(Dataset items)
++++++++
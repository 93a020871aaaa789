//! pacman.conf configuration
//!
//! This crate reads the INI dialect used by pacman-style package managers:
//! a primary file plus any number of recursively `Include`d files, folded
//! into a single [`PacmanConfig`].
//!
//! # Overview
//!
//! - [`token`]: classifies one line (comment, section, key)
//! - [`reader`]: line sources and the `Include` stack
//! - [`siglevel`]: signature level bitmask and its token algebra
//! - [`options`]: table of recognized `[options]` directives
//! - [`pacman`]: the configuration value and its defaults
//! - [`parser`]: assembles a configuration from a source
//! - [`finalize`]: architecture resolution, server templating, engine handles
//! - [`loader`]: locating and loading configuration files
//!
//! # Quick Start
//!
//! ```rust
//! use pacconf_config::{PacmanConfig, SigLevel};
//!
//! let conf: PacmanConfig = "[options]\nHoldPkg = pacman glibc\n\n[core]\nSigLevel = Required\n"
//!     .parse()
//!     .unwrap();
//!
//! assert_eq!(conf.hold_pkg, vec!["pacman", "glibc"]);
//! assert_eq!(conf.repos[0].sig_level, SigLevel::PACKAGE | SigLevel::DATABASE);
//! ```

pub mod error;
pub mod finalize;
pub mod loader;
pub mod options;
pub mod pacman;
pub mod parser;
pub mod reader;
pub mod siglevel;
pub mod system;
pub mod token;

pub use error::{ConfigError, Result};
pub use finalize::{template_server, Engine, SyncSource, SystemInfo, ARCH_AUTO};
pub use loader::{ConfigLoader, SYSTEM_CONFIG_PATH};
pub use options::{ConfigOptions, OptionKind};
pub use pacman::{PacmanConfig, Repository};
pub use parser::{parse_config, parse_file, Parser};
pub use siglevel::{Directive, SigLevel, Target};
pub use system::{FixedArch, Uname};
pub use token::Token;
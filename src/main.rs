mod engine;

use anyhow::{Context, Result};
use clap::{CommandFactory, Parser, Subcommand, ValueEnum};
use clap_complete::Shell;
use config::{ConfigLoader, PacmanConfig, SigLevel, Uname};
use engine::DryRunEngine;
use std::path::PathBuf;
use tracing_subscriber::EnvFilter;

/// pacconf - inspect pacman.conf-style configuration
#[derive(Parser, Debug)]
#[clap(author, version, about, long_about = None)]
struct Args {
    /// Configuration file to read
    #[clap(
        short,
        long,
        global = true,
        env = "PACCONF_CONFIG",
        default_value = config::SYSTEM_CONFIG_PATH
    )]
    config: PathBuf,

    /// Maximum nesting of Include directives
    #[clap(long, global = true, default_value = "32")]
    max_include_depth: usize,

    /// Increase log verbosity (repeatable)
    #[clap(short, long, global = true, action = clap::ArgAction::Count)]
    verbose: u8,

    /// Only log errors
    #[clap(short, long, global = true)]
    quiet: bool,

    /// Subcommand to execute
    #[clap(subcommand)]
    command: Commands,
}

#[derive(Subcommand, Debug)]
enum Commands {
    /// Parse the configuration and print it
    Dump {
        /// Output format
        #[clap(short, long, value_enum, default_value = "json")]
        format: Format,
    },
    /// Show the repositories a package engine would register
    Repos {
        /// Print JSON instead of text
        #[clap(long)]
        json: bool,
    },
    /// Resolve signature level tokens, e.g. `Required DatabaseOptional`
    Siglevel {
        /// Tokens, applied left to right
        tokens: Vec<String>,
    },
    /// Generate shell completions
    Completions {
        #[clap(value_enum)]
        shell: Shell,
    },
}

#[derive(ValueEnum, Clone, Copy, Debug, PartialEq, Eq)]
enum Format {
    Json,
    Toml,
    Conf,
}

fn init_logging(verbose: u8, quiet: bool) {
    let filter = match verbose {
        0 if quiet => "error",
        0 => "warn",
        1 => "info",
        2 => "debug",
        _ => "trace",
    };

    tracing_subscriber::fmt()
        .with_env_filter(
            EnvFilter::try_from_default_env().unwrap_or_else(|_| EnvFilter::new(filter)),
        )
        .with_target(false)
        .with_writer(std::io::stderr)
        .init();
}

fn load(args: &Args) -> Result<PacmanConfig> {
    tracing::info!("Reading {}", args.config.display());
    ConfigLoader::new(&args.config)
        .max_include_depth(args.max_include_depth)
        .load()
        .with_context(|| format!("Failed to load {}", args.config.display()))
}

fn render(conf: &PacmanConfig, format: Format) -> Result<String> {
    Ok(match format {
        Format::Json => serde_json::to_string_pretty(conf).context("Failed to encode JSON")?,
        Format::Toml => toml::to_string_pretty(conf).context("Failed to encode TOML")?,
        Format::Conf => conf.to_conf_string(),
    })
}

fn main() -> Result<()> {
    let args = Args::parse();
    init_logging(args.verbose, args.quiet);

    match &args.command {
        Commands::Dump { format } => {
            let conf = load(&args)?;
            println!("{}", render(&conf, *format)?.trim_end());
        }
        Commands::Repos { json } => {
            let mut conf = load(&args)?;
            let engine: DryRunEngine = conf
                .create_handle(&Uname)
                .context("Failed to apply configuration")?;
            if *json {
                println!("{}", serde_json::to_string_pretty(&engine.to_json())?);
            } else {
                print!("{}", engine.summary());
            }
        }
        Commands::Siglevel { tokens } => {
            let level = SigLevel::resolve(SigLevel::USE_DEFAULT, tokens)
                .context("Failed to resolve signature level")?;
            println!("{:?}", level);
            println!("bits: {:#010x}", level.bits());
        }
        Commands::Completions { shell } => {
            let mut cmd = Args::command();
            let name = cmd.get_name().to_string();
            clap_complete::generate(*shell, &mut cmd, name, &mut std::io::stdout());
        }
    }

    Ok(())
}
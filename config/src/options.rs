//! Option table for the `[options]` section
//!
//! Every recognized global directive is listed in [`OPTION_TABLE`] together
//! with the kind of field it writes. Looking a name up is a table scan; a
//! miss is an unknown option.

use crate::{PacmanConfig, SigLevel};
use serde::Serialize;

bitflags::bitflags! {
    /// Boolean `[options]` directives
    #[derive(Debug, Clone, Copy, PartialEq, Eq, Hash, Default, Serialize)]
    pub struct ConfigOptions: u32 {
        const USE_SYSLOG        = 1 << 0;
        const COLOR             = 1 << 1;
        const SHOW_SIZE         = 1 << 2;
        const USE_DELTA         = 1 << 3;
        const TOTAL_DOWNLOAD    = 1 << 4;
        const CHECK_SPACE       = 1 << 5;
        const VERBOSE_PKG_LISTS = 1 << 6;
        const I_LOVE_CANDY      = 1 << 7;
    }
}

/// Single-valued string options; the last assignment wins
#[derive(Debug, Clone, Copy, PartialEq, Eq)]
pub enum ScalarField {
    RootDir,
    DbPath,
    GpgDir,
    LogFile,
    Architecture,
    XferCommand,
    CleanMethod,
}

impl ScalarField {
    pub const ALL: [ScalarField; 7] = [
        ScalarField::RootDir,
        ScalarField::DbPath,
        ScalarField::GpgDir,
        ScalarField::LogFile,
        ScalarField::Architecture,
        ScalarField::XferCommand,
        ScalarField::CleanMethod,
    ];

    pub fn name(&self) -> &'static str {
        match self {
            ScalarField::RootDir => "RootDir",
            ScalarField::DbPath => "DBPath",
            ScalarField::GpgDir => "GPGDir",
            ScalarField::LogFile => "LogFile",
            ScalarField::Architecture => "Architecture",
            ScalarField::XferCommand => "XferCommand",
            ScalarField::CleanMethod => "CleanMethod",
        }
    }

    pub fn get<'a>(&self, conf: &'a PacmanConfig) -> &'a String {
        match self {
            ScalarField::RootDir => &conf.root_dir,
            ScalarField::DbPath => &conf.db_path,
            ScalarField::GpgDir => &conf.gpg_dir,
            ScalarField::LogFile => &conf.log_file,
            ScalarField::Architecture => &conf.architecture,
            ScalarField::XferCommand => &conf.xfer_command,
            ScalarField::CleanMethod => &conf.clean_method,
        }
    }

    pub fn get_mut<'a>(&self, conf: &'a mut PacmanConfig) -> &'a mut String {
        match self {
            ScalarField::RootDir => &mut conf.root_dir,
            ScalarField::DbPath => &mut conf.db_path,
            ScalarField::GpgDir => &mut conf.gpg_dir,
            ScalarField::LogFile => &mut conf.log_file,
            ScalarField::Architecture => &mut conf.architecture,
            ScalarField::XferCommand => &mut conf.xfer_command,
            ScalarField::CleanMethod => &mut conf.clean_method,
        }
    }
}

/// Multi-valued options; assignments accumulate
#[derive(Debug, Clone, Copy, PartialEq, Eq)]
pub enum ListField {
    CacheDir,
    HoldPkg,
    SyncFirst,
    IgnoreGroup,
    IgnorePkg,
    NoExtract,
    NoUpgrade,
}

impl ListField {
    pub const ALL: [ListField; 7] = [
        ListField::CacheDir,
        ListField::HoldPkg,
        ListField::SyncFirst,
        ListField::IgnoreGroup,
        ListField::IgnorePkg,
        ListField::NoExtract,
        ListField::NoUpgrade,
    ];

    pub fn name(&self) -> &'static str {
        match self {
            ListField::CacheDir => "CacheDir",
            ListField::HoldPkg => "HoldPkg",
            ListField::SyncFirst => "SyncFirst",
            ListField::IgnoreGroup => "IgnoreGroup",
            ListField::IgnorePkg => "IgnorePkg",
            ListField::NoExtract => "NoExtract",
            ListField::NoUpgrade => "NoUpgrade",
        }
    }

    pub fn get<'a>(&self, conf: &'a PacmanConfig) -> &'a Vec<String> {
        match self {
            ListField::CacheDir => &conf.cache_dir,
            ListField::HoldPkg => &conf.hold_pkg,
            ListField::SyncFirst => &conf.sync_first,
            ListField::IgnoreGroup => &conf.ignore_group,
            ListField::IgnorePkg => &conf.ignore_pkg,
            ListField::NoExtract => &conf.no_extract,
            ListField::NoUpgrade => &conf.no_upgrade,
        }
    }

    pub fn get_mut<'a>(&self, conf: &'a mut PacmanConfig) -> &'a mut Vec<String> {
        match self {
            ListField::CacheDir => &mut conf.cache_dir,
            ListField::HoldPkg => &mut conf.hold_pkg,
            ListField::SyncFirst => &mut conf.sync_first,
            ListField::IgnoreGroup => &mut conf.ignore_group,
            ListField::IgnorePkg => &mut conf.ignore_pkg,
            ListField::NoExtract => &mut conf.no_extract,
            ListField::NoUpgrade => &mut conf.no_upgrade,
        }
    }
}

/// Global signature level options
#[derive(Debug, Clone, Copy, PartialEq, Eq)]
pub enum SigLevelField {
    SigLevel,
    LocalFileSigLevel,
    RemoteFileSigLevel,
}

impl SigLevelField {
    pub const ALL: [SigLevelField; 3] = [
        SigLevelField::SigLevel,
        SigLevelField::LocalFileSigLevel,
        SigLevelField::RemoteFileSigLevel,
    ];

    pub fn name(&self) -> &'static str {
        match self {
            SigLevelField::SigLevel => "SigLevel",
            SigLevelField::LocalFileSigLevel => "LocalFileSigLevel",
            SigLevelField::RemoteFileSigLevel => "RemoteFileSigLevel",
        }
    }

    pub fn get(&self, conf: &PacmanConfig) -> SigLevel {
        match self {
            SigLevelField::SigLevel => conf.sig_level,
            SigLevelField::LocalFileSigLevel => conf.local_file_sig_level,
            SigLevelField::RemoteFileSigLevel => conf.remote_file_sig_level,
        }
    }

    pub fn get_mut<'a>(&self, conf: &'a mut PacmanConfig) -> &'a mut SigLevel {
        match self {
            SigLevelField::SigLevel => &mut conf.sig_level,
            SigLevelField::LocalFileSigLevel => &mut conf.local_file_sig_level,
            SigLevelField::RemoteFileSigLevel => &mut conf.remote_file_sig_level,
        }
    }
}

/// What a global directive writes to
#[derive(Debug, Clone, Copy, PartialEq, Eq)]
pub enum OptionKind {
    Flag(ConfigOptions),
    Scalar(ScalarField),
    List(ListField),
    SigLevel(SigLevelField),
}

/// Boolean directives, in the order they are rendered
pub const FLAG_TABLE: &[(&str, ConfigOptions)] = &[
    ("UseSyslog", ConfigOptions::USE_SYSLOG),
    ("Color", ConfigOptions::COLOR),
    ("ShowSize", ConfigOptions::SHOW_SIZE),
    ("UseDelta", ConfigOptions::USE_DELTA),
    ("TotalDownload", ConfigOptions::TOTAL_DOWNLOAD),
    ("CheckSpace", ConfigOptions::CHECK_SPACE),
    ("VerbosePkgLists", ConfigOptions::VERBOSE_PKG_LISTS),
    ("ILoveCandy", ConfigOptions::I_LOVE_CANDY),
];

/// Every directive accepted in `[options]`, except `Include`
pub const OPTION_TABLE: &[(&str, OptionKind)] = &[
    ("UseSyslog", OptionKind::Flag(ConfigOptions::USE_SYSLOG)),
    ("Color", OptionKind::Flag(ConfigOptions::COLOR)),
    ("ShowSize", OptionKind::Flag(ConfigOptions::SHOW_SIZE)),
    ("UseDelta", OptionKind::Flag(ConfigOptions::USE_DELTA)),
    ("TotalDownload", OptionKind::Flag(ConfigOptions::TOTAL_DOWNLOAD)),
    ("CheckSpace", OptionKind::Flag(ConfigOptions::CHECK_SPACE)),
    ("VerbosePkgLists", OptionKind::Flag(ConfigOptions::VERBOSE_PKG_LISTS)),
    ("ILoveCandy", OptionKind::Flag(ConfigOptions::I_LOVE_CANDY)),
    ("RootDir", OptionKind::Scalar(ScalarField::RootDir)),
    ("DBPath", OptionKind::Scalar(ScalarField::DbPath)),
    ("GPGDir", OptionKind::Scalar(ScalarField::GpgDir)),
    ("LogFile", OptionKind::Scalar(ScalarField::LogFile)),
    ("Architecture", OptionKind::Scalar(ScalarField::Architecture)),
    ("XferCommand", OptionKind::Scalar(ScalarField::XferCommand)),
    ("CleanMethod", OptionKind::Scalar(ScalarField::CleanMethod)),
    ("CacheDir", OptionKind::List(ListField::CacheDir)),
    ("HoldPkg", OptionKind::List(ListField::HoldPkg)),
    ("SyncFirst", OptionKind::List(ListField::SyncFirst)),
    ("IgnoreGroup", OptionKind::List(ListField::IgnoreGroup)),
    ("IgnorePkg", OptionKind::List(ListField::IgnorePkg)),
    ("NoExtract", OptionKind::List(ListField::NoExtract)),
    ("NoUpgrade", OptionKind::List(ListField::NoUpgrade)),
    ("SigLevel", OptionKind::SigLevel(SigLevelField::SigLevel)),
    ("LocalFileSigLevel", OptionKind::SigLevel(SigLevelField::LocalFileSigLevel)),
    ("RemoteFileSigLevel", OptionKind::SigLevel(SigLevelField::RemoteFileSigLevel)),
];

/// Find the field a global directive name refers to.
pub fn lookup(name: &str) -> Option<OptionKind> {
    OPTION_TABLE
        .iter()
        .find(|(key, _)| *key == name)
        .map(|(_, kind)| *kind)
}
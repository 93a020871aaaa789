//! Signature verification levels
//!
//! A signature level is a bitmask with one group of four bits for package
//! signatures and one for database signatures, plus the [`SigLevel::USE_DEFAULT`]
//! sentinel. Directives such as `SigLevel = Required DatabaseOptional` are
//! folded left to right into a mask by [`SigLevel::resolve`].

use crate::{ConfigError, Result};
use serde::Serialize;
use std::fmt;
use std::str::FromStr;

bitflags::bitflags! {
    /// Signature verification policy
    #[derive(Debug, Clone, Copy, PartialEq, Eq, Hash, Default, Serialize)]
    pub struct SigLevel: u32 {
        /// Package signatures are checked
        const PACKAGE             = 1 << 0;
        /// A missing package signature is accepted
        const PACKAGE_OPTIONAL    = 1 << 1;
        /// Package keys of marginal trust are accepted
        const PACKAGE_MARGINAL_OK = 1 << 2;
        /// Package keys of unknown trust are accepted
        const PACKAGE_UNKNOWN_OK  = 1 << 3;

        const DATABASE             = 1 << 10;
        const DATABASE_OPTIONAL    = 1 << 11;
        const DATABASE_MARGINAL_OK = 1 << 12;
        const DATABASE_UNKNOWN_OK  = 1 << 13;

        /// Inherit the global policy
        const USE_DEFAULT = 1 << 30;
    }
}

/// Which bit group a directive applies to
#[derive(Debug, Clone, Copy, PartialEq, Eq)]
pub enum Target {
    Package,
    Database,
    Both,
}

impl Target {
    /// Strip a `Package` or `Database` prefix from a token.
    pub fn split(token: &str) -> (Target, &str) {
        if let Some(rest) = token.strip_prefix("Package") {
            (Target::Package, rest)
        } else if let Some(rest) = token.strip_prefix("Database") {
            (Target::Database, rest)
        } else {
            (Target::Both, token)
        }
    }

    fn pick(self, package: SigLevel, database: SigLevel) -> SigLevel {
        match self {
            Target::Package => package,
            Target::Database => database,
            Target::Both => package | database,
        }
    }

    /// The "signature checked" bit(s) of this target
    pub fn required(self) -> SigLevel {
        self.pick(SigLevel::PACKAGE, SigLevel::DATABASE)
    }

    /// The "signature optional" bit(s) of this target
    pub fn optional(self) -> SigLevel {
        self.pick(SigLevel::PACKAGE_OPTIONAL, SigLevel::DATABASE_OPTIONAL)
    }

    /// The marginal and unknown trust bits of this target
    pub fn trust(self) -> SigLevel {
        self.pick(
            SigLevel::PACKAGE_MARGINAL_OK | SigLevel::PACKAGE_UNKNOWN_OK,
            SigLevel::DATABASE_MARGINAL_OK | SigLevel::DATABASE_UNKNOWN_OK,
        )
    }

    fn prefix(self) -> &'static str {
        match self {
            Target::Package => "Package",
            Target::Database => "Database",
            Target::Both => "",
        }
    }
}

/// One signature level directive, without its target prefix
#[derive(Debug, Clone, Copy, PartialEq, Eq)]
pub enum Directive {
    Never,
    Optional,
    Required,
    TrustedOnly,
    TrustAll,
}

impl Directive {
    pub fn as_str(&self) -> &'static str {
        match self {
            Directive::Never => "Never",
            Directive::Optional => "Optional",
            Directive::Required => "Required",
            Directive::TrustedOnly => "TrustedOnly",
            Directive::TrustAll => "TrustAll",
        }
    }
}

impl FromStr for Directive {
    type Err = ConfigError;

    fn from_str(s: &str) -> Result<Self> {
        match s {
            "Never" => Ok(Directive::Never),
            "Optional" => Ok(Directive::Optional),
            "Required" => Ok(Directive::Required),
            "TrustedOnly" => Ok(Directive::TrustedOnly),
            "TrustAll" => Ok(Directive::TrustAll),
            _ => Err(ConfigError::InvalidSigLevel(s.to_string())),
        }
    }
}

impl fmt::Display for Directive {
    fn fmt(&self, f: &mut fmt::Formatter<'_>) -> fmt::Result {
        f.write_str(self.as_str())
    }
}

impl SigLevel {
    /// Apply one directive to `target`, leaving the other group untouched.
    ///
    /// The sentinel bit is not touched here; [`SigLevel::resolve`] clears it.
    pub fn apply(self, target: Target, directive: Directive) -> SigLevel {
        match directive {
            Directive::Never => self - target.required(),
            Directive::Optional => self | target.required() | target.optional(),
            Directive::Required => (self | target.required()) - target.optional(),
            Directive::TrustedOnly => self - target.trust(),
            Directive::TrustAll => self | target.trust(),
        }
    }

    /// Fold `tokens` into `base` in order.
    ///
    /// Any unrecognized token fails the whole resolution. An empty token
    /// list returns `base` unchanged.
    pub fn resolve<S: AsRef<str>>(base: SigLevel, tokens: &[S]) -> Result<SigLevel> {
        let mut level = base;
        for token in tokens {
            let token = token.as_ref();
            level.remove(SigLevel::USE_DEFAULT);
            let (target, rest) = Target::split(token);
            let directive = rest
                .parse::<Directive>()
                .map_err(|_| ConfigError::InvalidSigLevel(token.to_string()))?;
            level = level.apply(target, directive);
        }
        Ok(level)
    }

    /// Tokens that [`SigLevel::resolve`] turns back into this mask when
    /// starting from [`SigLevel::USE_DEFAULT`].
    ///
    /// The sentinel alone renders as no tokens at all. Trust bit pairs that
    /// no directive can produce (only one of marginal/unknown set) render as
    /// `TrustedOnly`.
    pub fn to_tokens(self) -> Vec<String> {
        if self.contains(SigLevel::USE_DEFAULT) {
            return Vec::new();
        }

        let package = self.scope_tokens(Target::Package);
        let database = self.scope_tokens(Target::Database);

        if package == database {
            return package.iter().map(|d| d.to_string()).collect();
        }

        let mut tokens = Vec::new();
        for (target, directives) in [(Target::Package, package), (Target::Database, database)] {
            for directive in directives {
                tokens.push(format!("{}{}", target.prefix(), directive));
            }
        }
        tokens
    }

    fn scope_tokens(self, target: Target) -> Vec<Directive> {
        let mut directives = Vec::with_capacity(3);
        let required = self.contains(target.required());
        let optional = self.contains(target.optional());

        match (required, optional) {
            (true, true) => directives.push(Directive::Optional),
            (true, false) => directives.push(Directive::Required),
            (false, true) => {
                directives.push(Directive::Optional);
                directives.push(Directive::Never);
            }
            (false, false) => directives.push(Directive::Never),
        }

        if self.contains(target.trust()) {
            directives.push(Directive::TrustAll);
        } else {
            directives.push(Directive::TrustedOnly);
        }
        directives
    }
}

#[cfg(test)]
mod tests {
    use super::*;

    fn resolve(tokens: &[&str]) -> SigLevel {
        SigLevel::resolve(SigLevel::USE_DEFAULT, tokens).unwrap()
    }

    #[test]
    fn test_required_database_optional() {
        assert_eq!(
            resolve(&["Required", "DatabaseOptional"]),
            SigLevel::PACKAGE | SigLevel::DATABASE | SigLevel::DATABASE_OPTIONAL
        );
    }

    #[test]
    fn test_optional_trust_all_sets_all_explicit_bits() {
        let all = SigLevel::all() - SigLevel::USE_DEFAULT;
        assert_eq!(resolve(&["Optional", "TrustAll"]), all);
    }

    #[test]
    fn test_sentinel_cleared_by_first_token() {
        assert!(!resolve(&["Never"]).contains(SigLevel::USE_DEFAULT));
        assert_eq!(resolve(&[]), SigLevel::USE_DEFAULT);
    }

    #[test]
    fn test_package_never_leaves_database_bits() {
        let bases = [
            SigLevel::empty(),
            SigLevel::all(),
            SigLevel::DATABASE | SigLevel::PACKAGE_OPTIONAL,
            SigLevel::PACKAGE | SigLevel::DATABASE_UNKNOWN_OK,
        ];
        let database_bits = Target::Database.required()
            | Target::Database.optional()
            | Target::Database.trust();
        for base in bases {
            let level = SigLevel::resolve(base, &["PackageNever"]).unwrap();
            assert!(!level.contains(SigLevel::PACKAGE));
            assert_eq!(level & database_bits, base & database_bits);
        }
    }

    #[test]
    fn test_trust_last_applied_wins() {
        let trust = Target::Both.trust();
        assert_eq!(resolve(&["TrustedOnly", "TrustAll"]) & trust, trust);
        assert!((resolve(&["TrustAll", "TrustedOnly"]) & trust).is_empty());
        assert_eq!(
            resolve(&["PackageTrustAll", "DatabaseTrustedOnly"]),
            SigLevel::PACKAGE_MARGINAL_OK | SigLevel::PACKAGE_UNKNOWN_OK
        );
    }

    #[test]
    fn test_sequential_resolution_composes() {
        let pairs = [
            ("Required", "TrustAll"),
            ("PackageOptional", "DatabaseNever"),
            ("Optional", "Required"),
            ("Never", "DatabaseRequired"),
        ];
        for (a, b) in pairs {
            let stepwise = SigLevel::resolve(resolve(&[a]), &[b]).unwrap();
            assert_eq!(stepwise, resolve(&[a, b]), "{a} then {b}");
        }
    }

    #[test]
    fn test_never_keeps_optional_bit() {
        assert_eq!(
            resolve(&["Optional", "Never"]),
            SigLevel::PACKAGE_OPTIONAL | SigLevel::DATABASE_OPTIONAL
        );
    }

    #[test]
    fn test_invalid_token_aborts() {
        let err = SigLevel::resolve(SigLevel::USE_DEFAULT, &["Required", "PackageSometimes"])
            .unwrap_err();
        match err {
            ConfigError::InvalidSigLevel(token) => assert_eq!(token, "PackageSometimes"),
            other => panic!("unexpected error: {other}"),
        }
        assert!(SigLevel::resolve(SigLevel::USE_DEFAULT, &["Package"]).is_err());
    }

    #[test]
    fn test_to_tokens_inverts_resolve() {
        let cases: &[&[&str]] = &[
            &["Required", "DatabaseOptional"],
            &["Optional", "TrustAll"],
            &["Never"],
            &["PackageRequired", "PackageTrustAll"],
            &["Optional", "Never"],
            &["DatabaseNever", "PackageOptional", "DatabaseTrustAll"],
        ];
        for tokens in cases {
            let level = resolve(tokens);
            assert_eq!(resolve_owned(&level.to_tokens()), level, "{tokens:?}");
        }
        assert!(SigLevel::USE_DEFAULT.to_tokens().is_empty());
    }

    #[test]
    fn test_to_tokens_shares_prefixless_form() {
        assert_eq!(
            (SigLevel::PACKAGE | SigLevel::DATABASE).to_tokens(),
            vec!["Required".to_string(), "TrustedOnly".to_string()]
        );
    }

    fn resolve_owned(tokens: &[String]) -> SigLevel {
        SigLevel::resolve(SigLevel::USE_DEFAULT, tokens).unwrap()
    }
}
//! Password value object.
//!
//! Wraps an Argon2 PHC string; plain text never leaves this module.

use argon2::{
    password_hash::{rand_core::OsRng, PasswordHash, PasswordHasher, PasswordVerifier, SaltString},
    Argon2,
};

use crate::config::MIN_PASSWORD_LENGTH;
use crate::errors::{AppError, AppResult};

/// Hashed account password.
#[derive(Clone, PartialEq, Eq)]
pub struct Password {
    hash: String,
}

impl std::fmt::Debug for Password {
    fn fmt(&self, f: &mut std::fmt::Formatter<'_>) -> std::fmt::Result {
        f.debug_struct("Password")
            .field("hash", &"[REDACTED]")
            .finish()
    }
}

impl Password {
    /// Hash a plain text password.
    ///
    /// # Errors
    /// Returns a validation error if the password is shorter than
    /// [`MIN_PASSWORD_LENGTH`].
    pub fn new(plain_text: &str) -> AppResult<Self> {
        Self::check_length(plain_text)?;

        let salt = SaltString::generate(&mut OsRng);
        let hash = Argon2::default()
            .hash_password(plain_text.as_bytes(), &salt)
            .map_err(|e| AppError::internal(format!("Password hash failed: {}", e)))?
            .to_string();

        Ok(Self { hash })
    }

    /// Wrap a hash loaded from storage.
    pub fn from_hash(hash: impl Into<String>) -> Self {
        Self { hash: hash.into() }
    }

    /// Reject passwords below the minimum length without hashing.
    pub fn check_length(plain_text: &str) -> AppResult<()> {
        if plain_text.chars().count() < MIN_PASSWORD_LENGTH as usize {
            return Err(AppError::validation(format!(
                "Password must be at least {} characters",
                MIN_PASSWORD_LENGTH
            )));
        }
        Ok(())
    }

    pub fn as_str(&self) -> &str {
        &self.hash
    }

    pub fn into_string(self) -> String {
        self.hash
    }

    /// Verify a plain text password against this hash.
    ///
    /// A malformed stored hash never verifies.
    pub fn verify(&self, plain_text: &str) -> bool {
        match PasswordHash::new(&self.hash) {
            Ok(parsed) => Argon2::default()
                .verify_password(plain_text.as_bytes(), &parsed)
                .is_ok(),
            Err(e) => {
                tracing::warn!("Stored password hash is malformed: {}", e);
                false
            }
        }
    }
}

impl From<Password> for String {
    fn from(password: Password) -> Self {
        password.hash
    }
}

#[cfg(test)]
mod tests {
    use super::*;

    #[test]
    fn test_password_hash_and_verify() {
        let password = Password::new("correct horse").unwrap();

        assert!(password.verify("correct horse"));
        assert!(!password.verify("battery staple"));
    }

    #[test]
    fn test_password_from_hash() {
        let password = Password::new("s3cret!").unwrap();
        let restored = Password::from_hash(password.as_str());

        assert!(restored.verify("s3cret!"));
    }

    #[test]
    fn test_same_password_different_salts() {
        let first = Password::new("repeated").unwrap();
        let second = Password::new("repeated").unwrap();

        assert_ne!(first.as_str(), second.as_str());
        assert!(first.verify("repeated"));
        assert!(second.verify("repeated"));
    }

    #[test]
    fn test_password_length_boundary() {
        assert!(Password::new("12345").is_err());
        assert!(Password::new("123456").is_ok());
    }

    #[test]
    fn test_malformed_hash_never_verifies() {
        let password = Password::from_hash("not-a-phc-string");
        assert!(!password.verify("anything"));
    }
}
++++++++
> **WHAT TO DO**: Among the lines of the data, identify those with the word "validation". Copy each of them.

> **PROBLEM SOLUTION**:
    /// Returns a validation error if the password is shorter than
            return Err(AppError::validation(format!(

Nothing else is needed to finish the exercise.